Woman raped in police cell had vagina sprayed with teargas

Amnesty International in a new report on human rights abuses in Nigeria related the story of a female detainee in one of Nigeria’s police cells.

She was not only raped, but her attackers sprayed her vagina with tear gas.The police then forced her to admit to committing robbery.

“I admitted to everything they asked me. I was not taken to the hospital even though I was bleeding… Up till now I still feel pain in my womb,” she was quoted as saying.

The account is one of the numerous shocking stories catalogued in the new report, entitled, ‘Welcome to Hellfire’.

The report says torture is so common in Nigeria’s police force that many police stations have a designated officer to carry out atrocities such as pulling teeth, choking, raping and delivering electric shocks to detainees.

The human rights organisation said police routinely used torture to extort cash or extract confessions from suspects, even some as young as 12.Doing so does not even break the law, Amnesty said, as Nigeria has yet to pass legislation criminalising torture.

The international rights group said torture was used as a matter of routine by both police and the military.

Detainees, many of them held without charge or access to lawyers, were beaten, shot, suspended upside down, starved, choked and made to sit on sharp objects, according to a new report launched in the capital Abuja.

“Many police sections in various states, including the Special Anti-Robbery Squad (SARS) and Criminal Investigation Division (CID), have ‘torture chambers’: special rooms where suspects are tortured while being interrogated,” it said.

“Often known by different names like the ‘temple’ or the ‘theatre’, such chambers are sometimes under the charge of an officer known informally as ‘O/C Torture’ (Officer in Charge of Torture).”

– Beatings and tear-gas –

At a news conference in Abuja, mechanical engineer Onyekachi Mbazuigwe told how he was arrested outside his home in Lagos in March 2013 over the theft of a car.

He said that after two months in custody, two police officers took him at night into a derelict building in the police compound and beat him.

“My two hands were tied to the back together with my legs. I was hung in between a window and a ladder for about one hour,” the 33-year-old said.

“I decided to do what I was told to do. There was a statement I was asked to write and that statement is now in court.

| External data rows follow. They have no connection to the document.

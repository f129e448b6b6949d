//! Worksheet Layout WASM Module
//!
//! Layout and pagination core for printable language-learning worksheets:
//! flashcard decks cut from a page grid, adjective declension tables and
//! verb conjugation tables with irregular forms highlighted.

pub mod api;
pub mod cards;
pub mod error;
pub mod models;
pub mod settings;
pub mod tables;
pub mod text;
pub mod verbs;

// Re-export commonly used types
pub use error::{LayoutError, Result};
pub use models::*;
pub use settings::ExportSettings;

use wasm_bindgen::prelude::*;

// This is like the `main` function, but for WASM modules.
#[wasm_bindgen(start)]
pub fn main() {
    #[cfg(feature = "console_error_panic_hook")]
    console_error_panic_hook::set_once();

    init_logger();

    log::info!("Worksheet layout WASM module initialized");
}

#[cfg(feature = "console_log")]
fn init_logger() {
    if console_log::init_with_level(log::Level::Debug).is_err() {
        crate::wasm_warn!("logger already initialized");
    }
}

#[cfg(not(feature = "console_log"))]
fn init_logger() {}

They (the police) asked me to write that I stole the vehicle and I wrote that.”

Amnesty said in the report, “‘Welcome to hell fire’ — Torture and Other Ill-treatment in Nigeria”, that they had gathered 500 claims of torture as a result of interviews conducted with victims, their families and lawyers starting in 2007.

They include the rape of female detainees as punishment or to extract a confession. One woman described how a police officer fired tear-gas spray into her vagina after she refused to admit to an armed robbery.

“I admitted to everything they asked me. I was not taken to the hospital even though I was bleeding… Up till now I still feel pain in my womb,” she was quoted as saying.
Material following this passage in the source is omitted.